The bulletin states that “tracking technologies are used to collect and analyze information about how users interact with regulated entities’ websites or mobile applications (“apps”).

These tracking tools take form as cookies, scripts, web beacons, code, or pixels to track certain user behaviors. The data is often used for marketing and product insights. However, some of the more sensitive data they gather can be: a device’s operating system, name, IP address, network or geographical location, or ID. They can also purloin users’ names, addresses, phone numbers, and—in the case of a recent healthcare-related breach—medical conditions, doctor’s names, appointment times, dates, and other sensitive information.

The Pixel Breach That Broke the News

Several healthcare systems and Meta (Facebook’s parent company) came under fire after Meta’s pixel tracking software compromised millions of patients’ PHI. One entity, WakeMed Health and Hospitals, along with Meta, incurred a lawsuit over the exposure.

According to reports, the healthcare organizations involved used Meta Pixel tracking software on their websites or patient portals. Rather than filtering out sensitive patient data as the software is supposed to do, it allowed the information to slide onto the Meta server and possibly to other media outlets. In WakeMed’s notification to patients, they stated that “the pixel’s software code may have also transmitted some of the information entered into the MyChart patient portal and appointment scheduling page back to Facebook.”

An independent investigation suggested that approximately 33 percent of major U.S. healthcare providers directly violated HIPAA when they unwittingly shared PHI with Meta.

How Does HIPAA Apply to Tracking Technologies?

Though HIPAA doesn’t govern third-party health apps that consumers choose for personal use, it does regulate those directly associated with healthcare entities. The HIPAA rules apply to protected health information (PHI) that has been gathered through tracking apps associated with covered entities or has been shared with tracking vendors.

The OCR alert warns that regulated entities aren’t permitted to use these tracking technologies “in a manner that would result in impermissible disclosures of ePHI to tracking technology vendors or any other violations of the HIPAA Rules.” The bulletin clearly states that entities that disclose health data to tracking vendors without securing related patient authorizations violate HIPAA.

Melanie Fontes Rainer, OCR Director, stated that “providers, health plans, and HIPAA-regulated entities, including technology platforms, must follow the law. This means considering the risks to patients’ health information when using tracking technologies.” 

Of course, when tracking software companies claim to filter PHI and other sensitive data properly, it can be difficult for covered entities to know they’re compromising sensitive patient information. The utmost due diligence must be conducted with tracking technologies.

OCR’s Suggestions for Covered Entities Using Tracking Tech

The OCR’s bulletin listed several suggestions to help covered entities protect patient data and comply with HIPAA when using tracking software:

  1. Identify Website PHI
    Regulated entities should review data that they collect on their website and ensure that PHI is not present.

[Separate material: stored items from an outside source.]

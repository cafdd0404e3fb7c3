//! Products, categories and inventory movements.

use sqlx::{Sqlite, SqlitePool, Transaction};
use tracing::{info, warn};

use crate::entities::product::{
    Category, InventoryMovement, MovementType, NewCategory, NewProduct, Product, StockAdjustment,
    StockAdjustmentOutcome,
};
use crate::errors::{DatabaseError, DatabaseResult};
use crate::time::now_timestamp;

pub(crate) const PRODUCT_SELECT: &str = r#"
    SELECT p.id, p.public_id, p.sku, p.name, p.description, c.name AS category_name,
           p.price_cents, p.stock_quantity, p.reorder_level,
           (p.stock_quantity <= p.reorder_level) AS low_stock,
           p.requires_prescription, p.woo_product_id, p.is_active, p.created_at, p.updated_at
    FROM products p
    LEFT JOIN categories c ON c.id = p.category_id
"#;

/// Upper bound for a unit price, keeping order totals well inside `i64`.
pub const MAX_PRICE_CENTS: i64 = 100_000_000;

const MOVEMENT_COLUMNS: &str = "id, public_id, product_id, movement_type, quantity_change, \
     quantity_after, reason, reference, created_at";

pub struct ProductRepository {
    pool: SqlitePool,
}

impl ProductRepository {
    pub fn new(pool: SqlitePool) -> Self {
        Self { pool }
    }

    /// Create a product. A positive `initial_stock` is logged as a restock movement.
    pub async fn create(&self, request: &NewProduct) -> DatabaseResult<Product> {
        let sku = request.sku.trim();
        let name = request.name.trim();
        if sku.is_empty() || name.is_empty() {
            return Err(DatabaseError::Validation("sku and name are required".into()));
        }
        if request.price_cents < 0 || request.initial_stock < 0 || request.reorder_level < 0 {
            return Err(DatabaseError::Validation(
                "price, stock and reorder level cannot be negative".into(),
            ));
        }
        if request.price_cents > MAX_PRICE_CENTS {
            return Err(DatabaseError::Validation(format!(
                "price cannot exceed {MAX_PRICE_CENTS} cents"
            )));
        }

        let category_id = match request.category_id.as_deref() {
            Some(category) => Some(
                sqlx::query_scalar::<_, i64>("SELECT id FROM categories WHERE public_id = ?")
                    .bind(category)
                    .fetch_optional(&self.pool)
                    .await?
                    .ok_or_else(|| DatabaseError::NotFound("category".into()))?,
            ),
            None => None,
        };

        let mut tx = self.pool.begin().await?;

        let public_id = cuid2::cuid();
        let now = now_timestamp();
        let product_id = sqlx::query(
            r#"
            INSERT INTO products (public_id, sku, name, description, category_id, price_cents, stock_quantity,
                                  reorder_level, requires_prescription, woo_product_id, is_active, created_at, updated_at)
            VALUES (?, ?, ?, ?, ?, ?, ?, ?, ?, ?, true, ?, ?)
            "#,
        )
        .bind(&public_id)
        .bind(sku)
        .bind(name)
        .bind(&request.description)
        .bind(category_id)
        .bind(request.price_cents)
        .bind(request.initial_stock)
        .bind(request.reorder_level)
        .bind(request.requires_prescription)
        .bind(request.woo_product_id)
        .bind(&now)
        .bind(&now)
        .execute(&mut *tx)
        .await
        .map_err(|e| DatabaseError::from_insert(e, "product sku"))?
        .last_insert_rowid();

        if request.initial_stock > 0 {
            insert_movement(
                &mut tx,
                product_id,
                MovementType::Restock,
                request.initial_stock,
                request.initial_stock,
                Some("initial stock"),
                None,
            )
            .await?;
        }

        tx.commit().await?;
        info!(product_id = %public_id, sku, "product created");

        self.find_by_public_id(&public_id)
            .await?
            .ok_or_else(|| DatabaseError::NotFound("product".into()))
    }

    pub async fn find_by_public_id(&self, public_id: &str) -> DatabaseResult<Option<Product>> {
        let product = sqlx::query_as::<_, Product>(&format!("{PRODUCT_SELECT} WHERE p.public_id = ?"))
            .bind(public_id)
            .fetch_optional(&self.pool)
            .await?;
        Ok(product)
    }

    pub async fn list_all(&self) -> DatabaseResult<Vec<Product>> {
        let products = sqlx::query_as::<_, Product>(&format!("{PRODUCT_SELECT} ORDER BY p.name ASC"))
            .fetch_all(&self.pool)
            .await?;
        Ok(products)
    }

    /// Active products at or below their reorder level, emptiest first.
    pub async fn list_low_stock(&self) -> DatabaseResult<Vec<Product>> {
        let products = sqlx::query_as::<_, Product>(&format!(
            "{PRODUCT_SELECT} WHERE p.is_active = true AND p.stock_quantity <= p.reorder_level \
             ORDER BY p.stock_quantity ASC, p.name ASC"
        ))
        .fetch_all(&self.pool)
        .await?;
        Ok(products)
    }

    pub async fn count_low_stock(&self) -> DatabaseResult<i64> {
        let count = sqlx::query_scalar::<_, i64>(
            "SELECT COUNT(*) FROM products WHERE is_active = true AND stock_quantity <= reorder_level",
        )
        .fetch_one(&self.pool)
        .await?;
        Ok(count)
    }

    pub async fn create_category(&self, request: &NewCategory) -> DatabaseResult<Category> {
        let name = request.name.trim();
        let slug = slugify(name);
        if slug.is_empty() {
            return Err(DatabaseError::Validation("category name is required".into()));
        }

        let category = sqlx::query_as::<_, Category>(
            r#"
            INSERT INTO categories (public_id, name, slug, description, created_at)
            VALUES (?, ?, ?, ?, ?)
            RETURNING id, public_id, name, slug, description, created_at
            "#,
        )
        .bind(cuid2::cuid())
        .bind(name)
        .bind(&slug)
        .bind(&request.description)
        .bind(now_timestamp())
        .fetch_one(&self.pool)
        .await
        .map_err(|e| DatabaseError::from_insert(e, "category"))?;

        Ok(category)
    }

    pub async fn list_categories(&self) -> DatabaseResult<Vec<Category>> {
        let categories = sqlx::query_as::<_, Category>(
            "SELECT id, public_id, name, slug, description, created_at FROM categories ORDER BY name ASC",
        )
        .fetch_all(&self.pool)
        .await?;
        Ok(categories)
    }

    /// Apply a signed stock change and record it as a movement.
    ///
    /// Fails with [`DatabaseError::InsufficientStock`] when the result would
    /// drop below zero.
    pub async fn adjust_stock(
        &self,
        product_public_id: &str,
        adjustment: &StockAdjustment,
    ) -> DatabaseResult<StockAdjustmentOutcome> {
        if adjustment.quantity_change == 0 {
            return Err(DatabaseError::Validation("quantity change cannot be zero".into()));
        }

        let now = now_timestamp();
        let mut tx = self.pool.begin().await?;

        // Write before reading so the transaction holds the write lock.
        let (product_id, sku, current, reorder_level): (i64, String, i64, i64) = sqlx::query_as(
            "UPDATE products SET updated_at = ? WHERE public_id = ? \
             RETURNING id, sku, stock_quantity, reorder_level",
        )
        .bind(&now)
        .bind(product_public_id)
        .fetch_optional(&mut *tx)
        .await?
        .ok_or_else(|| DatabaseError::NotFound("product".into()))?;

        let updated = current
            .checked_add(adjustment.quantity_change)
            .ok_or_else(|| DatabaseError::Validation("quantity change is out of range".into()))?;
        if updated < 0 {
            let requested = adjustment
                .quantity_change
                .checked_neg()
                .ok_or_else(|| DatabaseError::Validation("quantity change is out of range".into()))?;
            return Err(DatabaseError::InsufficientStock {
                sku,
                available: current,
                requested,
            });
        }

        sqlx::query("UPDATE products SET stock_quantity = ? WHERE id = ?")
            .bind(updated)
            .bind(product_id)
            .execute(&mut *tx)
            .await?;

        let movement = insert_movement(
            &mut tx,
            product_id,
            adjustment.movement_type,
            adjustment.quantity_change,
            updated,
            adjustment.reason.as_deref(),
            adjustment.reference.as_deref(),
        )
        .await?;

        tx.commit().await?;

        let crossed_reorder_level = current > reorder_level && updated <= reorder_level;
        if crossed_reorder_level {
            warn!(sku = %sku, stock = updated, reorder_level, "product fell to reorder level");
        }

        let product = self
            .find_by_public_id(product_public_id)
            .await?
            .ok_or_else(|| DatabaseError::NotFound("product".into()))?;

        Ok(StockAdjustmentOutcome {
            product,
            movement,
            crossed_reorder_level,
        })
    }

    pub async fn movements_for_product(
        &self,
        product_public_id: &str,
        limit: i64,
    ) -> DatabaseResult<Vec<InventoryMovement>> {
        let product_id = sqlx::query_scalar::<_, i64>("SELECT id FROM products WHERE public_id = ?")
            .bind(product_public_id)
            .fetch_optional(&self.pool)
            .await?
            .ok_or_else(|| DatabaseError::NotFound("product".into()))?;

        let movements = sqlx::query_as::<_, InventoryMovement>(&format!(
            "SELECT {MOVEMENT_COLUMNS} FROM inventory_movements WHERE product_id = ? \
             ORDER BY created_at DESC, id DESC LIMIT ?"
        ))
        .bind(product_id)
        .bind(limit)
        .fetch_all(&self.pool)
        .await?;
        Ok(movements)
    }
}

pub(crate) async fn insert_movement(
    tx: &mut Transaction<'_, Sqlite>,
    product_id: i64,
    movement_type: MovementType,
    quantity_change: i64,
    quantity_after: i64,
    reason: Option<&str>,
    reference: Option<&str>,
) -> DatabaseResult<InventoryMovement> {
    let movement = sqlx::query_as::<_, InventoryMovement>(&format!(
        r#"
        INSERT INTO inventory_movements (public_id, product_id, movement_type, quantity_change, quantity_after, reason, reference, created_at)
        VALUES (?, ?, ?, ?, ?, ?, ?, ?)
        RETURNING {MOVEMENT_COLUMNS}
        "#
    ))
    .bind(cuid2::cuid())
    .bind(product_id)
    .bind(movement_type)
    .bind(quantity_change)
    .bind(quantity_after)
    .bind(reason)
    .bind(reference)
    .bind(now_timestamp())
    .fetch_one(&mut **tx)
    .await?;
    Ok(movement)
}

fn slugify(name: &str) -> String {
    let mut slug = String::with_capacity(name.len());
    for ch in name.chars() {
        if ch.is_ascii_alphanumeric() {
            slug.push(ch.to_ascii_lowercase());
        } else if !slug.is_empty() && !slug.ends_with('-') {
            slug.push('-');
        }
    }
    slug.trim_end_matches('-').to_string()
}
use pharmacy_auth::AuthError;
use pharmacy_database::DatabaseError;
use pharmacy_integrations::IntegrationError;

use crate::ApiError;

#[derive(Debug)]
pub enum ServiceError {
    Validation(Vec<String>),
    NotFound(String),
    Database(DatabaseError),
    Auth(AuthError),
    Integration(IntegrationError),
}

impl ServiceError {
    pub fn not_found(what: impl Into<String>) -> Self {
        Self::NotFound(what.into())
    }
}

impl From<ServiceError> for ApiError {
    fn from(err: ServiceError) -> Self {
        match err {
            ServiceError::Validation(problems) => ApiError::validation(problems.join("; ")),
            ServiceError::NotFound(what) => ApiError::not_found(format!("{what} not found")),
            ServiceError::Database(error) => ApiError::from(error),
            ServiceError::Auth(error) => ApiError::from(error),
            ServiceError::Integration(error) => ApiError::from(error),
        }
    }
}

impl From<DatabaseError> for ServiceError {
    fn from(err: DatabaseError) -> Self {
        Self::Database(err)
    }
}

impl From<sqlx::Error> for ServiceError {
    fn from(err: sqlx::Error) -> Self {
        Self::Database(DatabaseError::Query(err))
    }
}

impl From<AuthError> for ServiceError {
    fn from(err: AuthError) -> Self {
        Self::Auth(err)
    }
}

impl From<IntegrationError> for ServiceError {
    fn from(err: IntegrationError) -> Self {
        Self::Integration(err)
    }
}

  2. Secure Business Associate Agreements
    If a vendor qualifies as a business associate under HIPAA, the covered entity should enter into a HIPAA-compliant business associate agreement (BAA). The agreement must declare the vendor’s PHI permitted uses and disclosures.

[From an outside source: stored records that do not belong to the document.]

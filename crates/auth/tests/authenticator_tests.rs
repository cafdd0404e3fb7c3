use std::str::FromStr;

use chrono::{Duration, Utc};
use pharmacy_auth::{hash_password, AdminAuthenticator, AuthError, ClientInfo};
use pharmacy_config::AuthConfig;
use pharmacy_database::format_timestamp;
use sqlx::{
    sqlite::{SqliteConnectOptions, SqlitePoolOptions},
    SqlitePool,
};
use tempfile::TempDir;

type TestResult<T = ()> = anyhow::Result<T>;

static MIGRATOR: sqlx::migrate::Migrator = sqlx::migrate!("../../migrations");

const ADMIN_EMAIL: &str = "admin@pharmacy.test";
const ADMIN_PASSWORD: &str = "correct horse battery staple";

fn auth_config() -> AuthConfig {
    AuthConfig {
        admin_email: Some(ADMIN_EMAIL.into()),
        admin_password_hash: Some(hash_password(ADMIN_PASSWORD).expect("hash admin password")),
        jwt_secret: Some("integration-test-secret-with-enough-entropy".into()),
        max_login_attempts: 3,
        ..AuthConfig::default()
    }
}

fn client(ip: &str) -> ClientInfo {
    ClientInfo {
        ip: Some(ip.into()),
        user_agent: Some("integration-test".into()),
    }
}

struct TestContext {
    pool: SqlitePool,
    authenticator: AdminAuthenticator,
    _temp_dir: TempDir,
}

impl TestContext {
    async fn new(config: AuthConfig) -> TestResult<Self> {
        let temp_dir = TempDir::new()?;
        let db_path = temp_dir.path().join("auth.sqlite");
        let db_url = format!("sqlite://{}", db_path.display());

        let options = SqliteConnectOptions::from_str(&db_url)?
            .create_if_missing(true)
            .foreign_keys(true);

        let pool = SqlitePoolOptions::new()
            .max_connections(5)
            .connect_with(options)
            .await?;

        MIGRATOR.run(&pool).await?;

        let authenticator = AdminAuthenticator::new(pool.clone(), &config);

        Ok(Self {
            pool,
            authenticator,
            _temp_dir: temp_dir,
        })
    }

    async fn new_default() -> TestResult<Self> {
        Self::new(auth_config()).await
    }

    fn pool(&self) -> &SqlitePool {
        &self.pool
    }

    fn authenticator(&self) -> &AdminAuthenticator {
        &self.authenticator
    }
}

#[tokio::test]
async fn login_issues_token_session_and_csrf() -> TestResult {
    let ctx = TestContext::new_default().await?;

    let session = ctx
        .authenticator()
        .login("  Admin@Pharmacy.TEST ", ADMIN_PASSWORD, &client("10.0.0.1"))
        .await?;

    assert_eq!(session.email, ADMIN_EMAIL);
    assert_eq!(session.csrf_token.len(), 32);
    assert_eq!(session.token.split('.').count(), 3, "token should be a JWT");

    let (ip, user_agent, active): (Option<String>, Option<String>, bool) = sqlx::query_as(
        "SELECT ip_address, user_agent, is_active FROM admin_sessions WHERE public_id = ?",
    )
    .bind(&session.session_id)
    .fetch_one(ctx.pool())
    .await?;
    assert_eq!(ip.as_deref(), Some("10.0.0.1"));
    assert_eq!(user_agent.as_deref(), Some("integration-test"));
    assert!(active);

    let verified = ctx.authenticator().verify(&session.token).await?;
    assert_eq!(verified.email, ADMIN_EMAIL);
    assert_eq!(verified.session_id, session.session_id);

    let attempts = ctx.authenticator().recent_attempts(10).await?;
    assert_eq!(attempts.len(), 1);
    assert!(attempts[0].success);

    Ok(())
}

#[tokio::test]
async fn login_rejects_wrong_password_and_unknown_email() -> TestResult {
    let ctx = TestContext::new_default().await?;

    let wrong_password = ctx
        .authenticator()
        .login(ADMIN_EMAIL, "nope", &client("10.0.0.2"))
        .await
        .expect_err("wrong password must fail");
    assert!(matches!(wrong_password, AuthError::InvalidCredentials));

    let wrong_email = ctx
        .authenticator()
        .login("someone@else.test", ADMIN_PASSWORD, &client("10.0.0.3"))
        .await
        .expect_err("unknown email must fail");
    assert!(matches!(wrong_email, AuthError::InvalidCredentials));

    let failures: i64 =
        sqlx::query_scalar("SELECT COUNT(*) FROM login_attempts WHERE success = false")
            .fetch_one(ctx.pool())
            .await?;
    assert_eq!(failures, 2);

    let sessions: i64 = sqlx::query_scalar("SELECT COUNT(*) FROM admin_sessions")
        .fetch_one(ctx.pool())
        .await?;
    assert_eq!(sessions, 0);

    Ok(())
}

#[tokio::test]
async fn login_without_configured_admin_is_refused() -> TestResult {
    let ctx = TestContext::new(AuthConfig::default()).await?;
    assert!(!ctx.authenticator().is_configured());

    let err = ctx
        .authenticator()
        .login(ADMIN_EMAIL, ADMIN_PASSWORD, &ClientInfo::default())
        .await
        .expect_err("login must fail without credentials");
    assert!(matches!(err, AuthError::AdminNotConfigured));

    Ok(())
}

#[tokio::test]
async fn repeated_failures_trigger_rate_limit_even_with_correct_password() -> TestResult {
    let ctx = TestContext::new_default().await?;

    for _ in 0..3 {
        let _ = ctx
            .authenticator()
            .login(ADMIN_EMAIL, "bad", &client("10.0.0.4"))
            .await;
    }

    let err = ctx
        .authenticator()
        .login(ADMIN_EMAIL, ADMIN_PASSWORD, &client("10.0.0.4"))
        .await
        .expect_err("fourth attempt must be rate limited");

    match err {
        AuthError::RateLimited { retry_after_seconds } => {
            assert!(retry_after_seconds > 0);
            assert!(retry_after_seconds <= 15 * 60);
        }
        other => panic!("unexpected error: {other:?}"),
    }

    let blocked: i64 =
        sqlx::query_scalar("SELECT COUNT(*) FROM login_attempts WHERE reason = 'rate_limited'")
            .fetch_one(ctx.pool())
            .await?;
    assert_eq!(blocked, 1);

    Ok(())
}

#[tokio::test]
async fn rate_limit_applies_per_ip_across_emails() -> TestResult {
    let ctx = TestContext::new_default().await?;

    for email in ["a@x.test", "b@x.test", "c@x.test"] {
        let _ = ctx
            .authenticator()
            .login(email, "bad", &client("192.168.1.9"))
            .await;
    }

    let err = ctx
        .authenticator()
        .login(ADMIN_EMAIL, ADMIN_PASSWORD, &client("192.168.1.9"))
        .await
        .expect_err("same ip must be limited");
    assert!(matches!(err, AuthError::RateLimited { .. }));

    let session = ctx
        .authenticator()
        .login(ADMIN_EMAIL, ADMIN_PASSWORD, &client("192.168.1.10"))
        .await?;
    assert_eq!(session.email, ADMIN_EMAIL);

    Ok(())
}

#[tokio::test]
async fn failures_outside_the_window_do_not_count() -> TestResult {
    let ctx = TestContext::new_default().await?;
    let old = format_timestamp(Utc::now() - Duration::minutes(30));

    for _ in 0..5 {
        sqlx::query(
            "INSERT INTO login_attempts (email, ip_address, success, reason, attempted_at) VALUES (?, ?, false, 'invalid_credentials', ?)",
        )
        .bind(ADMIN_EMAIL)
        .bind("10.0.0.5")
        .bind(&old)
        .execute(ctx.pool())
        .await?;
    }

    ctx.authenticator()
        .login(ADMIN_EMAIL, ADMIN_PASSWORD, &client("10.0.0.5"))
        .await?;

    Ok(())
}

#[tokio::test]
async fn logout_blacklists_token_and_is_idempotent() -> TestResult {
    let ctx = TestContext::new_default().await?;
    let session = ctx
        .authenticator()
        .login(ADMIN_EMAIL, ADMIN_PASSWORD, &client("10.0.0.6"))
        .await?;

    ctx.authenticator().logout(&session.token).await?;
    ctx.authenticator().logout(&session.token).await?;

    let err = ctx
        .authenticator()
        .verify(&session.token)
        .await
        .expect_err("revoked token must not verify");
    assert!(matches!(err, AuthError::TokenRevoked));

    let blacklisted: i64 = sqlx::query_scalar("SELECT COUNT(*) FROM blacklisted_tokens WHERE token = ?")
        .bind(&session.token)
        .fetch_one(ctx.pool())
        .await?;
    assert_eq!(blacklisted, 1);

    let active: bool = sqlx::query_scalar("SELECT is_active FROM admin_sessions WHERE public_id = ?")
        .bind(&session.session_id)
        .fetch_one(ctx.pool())
        .await?;
    assert!(!active);

    Ok(())
}

#[tokio::test]
async fn verify_rejects_garbage_and_expired_sessions() -> TestResult {
    let ctx = TestContext::new_default().await?;

    let garbage = ctx.authenticator().verify("garbage").await.expect_err("garbage token");
    assert!(matches!(garbage, AuthError::InvalidToken));

    let session = ctx
        .authenticator()
        .login(ADMIN_EMAIL, ADMIN_PASSWORD, &client("10.0.0.7"))
        .await?;

    sqlx::query("UPDATE admin_sessions SET expires_at = ? WHERE public_id = ?")
        .bind(format_timestamp(Utc::now() - Duration::seconds(1)))
        .bind(&session.session_id)
        .execute(ctx.pool())
        .await?;

    let expired = ctx
        .authenticator()
        .verify(&session.token)
        .await
        .expect_err("expired session");
    assert!(matches!(expired, AuthError::SessionExpired));

    sqlx::query("DELETE FROM admin_sessions")
        .execute(ctx.pool())
        .await?;
    let missing = ctx
        .authenticator()
        .verify(&session.token)
        .await
        .expect_err("missing session");
    assert!(matches!(missing, AuthError::SessionNotFound));

    Ok(())
}

#[tokio::test]
async fn tokens_from_another_secret_are_invalid() -> TestResult {
    let ctx = TestContext::new_default().await?;
    let session = ctx
        .authenticator()
        .login(ADMIN_EMAIL, ADMIN_PASSWORD, &client("10.0.0.8"))
        .await?;

    let other = AdminAuthenticator::new(
        ctx.pool().clone(),
        &AuthConfig {
            jwt_secret: Some("a-completely-different-signing-secret".into()),
            ..auth_config()
        },
    );
    let err = other.verify(&session.token).await.expect_err("foreign signature");
    assert!(matches!(err, AuthError::InvalidToken));

    Ok(())
}

#[tokio::test]
async fn csrf_tokens_are_single_use_and_session_bound() -> TestResult {
    let ctx = TestContext::new_default().await?;
    let session = ctx
        .authenticator()
        .login(ADMIN_EMAIL, ADMIN_PASSWORD, &client("10.0.0.9"))
        .await?;

    let wrong_session = ctx
        .authenticator()
        .consume_csrf_token("other-session", &session.csrf_token)
        .await
        .expect_err("token belongs to another session");
    assert!(matches!(wrong_session, AuthError::InvalidCsrfToken));

    ctx.authenticator()
        .consume_csrf_token(&session.session_id, &session.csrf_token)
        .await?;

    let reused = ctx
        .authenticator()
        .consume_csrf_token(&session.session_id, &session.csrf_token)
        .await
        .expect_err("token is one-time");
    assert!(matches!(reused, AuthError::InvalidCsrfToken));

    let fresh = ctx.authenticator().issue_csrf_token(&session.session_id).await?;
    sqlx::query("UPDATE csrf_tokens SET expires_at = ? WHERE token = ?")
        .bind(format_timestamp(Utc::now() - Duration::seconds(1)))
        .bind(&fresh.token)
        .execute(ctx.pool())
        .await?;
    let expired = ctx
        .authenticator()
        .consume_csrf_token(&session.session_id, &fresh.token)
        .await
        .expect_err("expired token");
    assert!(matches!(expired, AuthError::InvalidCsrfToken));

    Ok(())
}

#[tokio::test]
async fn cleanup_removes_expired_records() -> TestResult {
    let ctx = TestContext::new_default().await?;
    let session = ctx
        .authenticator()
        .login(ADMIN_EMAIL, ADMIN_PASSWORD, &client("10.0.0.10"))
        .await?;

    let past = format_timestamp(Utc::now() - Duration::hours(1));
    let long_ago = format_timestamp(Utc::now() - Duration::hours(48));

    sqlx::query("INSERT INTO blacklisted_tokens (token, expires_at, blacklisted_at) VALUES ('old', ?, ?)")
        .bind(&past)
        .bind(&past)
        .execute(ctx.pool())
        .await?;
    sqlx::query("INSERT INTO login_attempts (email, ip_address, success, reason, attempted_at) VALUES ('x@y.test', NULL, false, NULL, ?)")
        .bind(&long_ago)
        .execute(ctx.pool())
        .await?;
    sqlx::query("UPDATE admin_sessions SET expires_at = ? WHERE public_id = ?")
        .bind(&past)
        .bind(&session.session_id)
        .execute(ctx.pool())
        .await?;
    ctx.authenticator()
        .consume_csrf_token(&session.session_id, &session.csrf_token)
        .await?;

    let report = ctx.authenticator().cleanup_expired().await?;
    assert_eq!(report.blacklisted_tokens, 1);
    assert_eq!(report.csrf_tokens, 1);
    assert_eq!(report.login_attempts, 1);
    assert_eq!(report.sessions, 1);

    let second = ctx.authenticator().cleanup_expired().await?;
    assert_eq!(second.sessions, 0);
    assert_eq!(second.blacklisted_tokens, 0);

    Ok(())
}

  3. Determine if Patient Authorization Is Required
    If a BAA is not present, regulated entities should determine whether they must obtain patients’ HIPAA-compliant authorizations before sharing PHI to a tracking vendor. Website alerts that allow users to accept or reject a site's cookies are not a valid form of HIPAA authorization. The tracking vendor cannot agree to de-identify PHI before the information is saved, as this is also insufficient.

The WakeMed lawsuit summed covered entities’ responsibilities well, stating: “Healthcare providers that collect and store private information have statutory, regulatory, contractual, and common law duties to safeguard that information and ensure it remains private and safe from disclosure to unauthorized parties.” Covered entities are the guardians of patient data. They must place its protection among their highest priorities as technology evolves and expands information distribution and harvesting.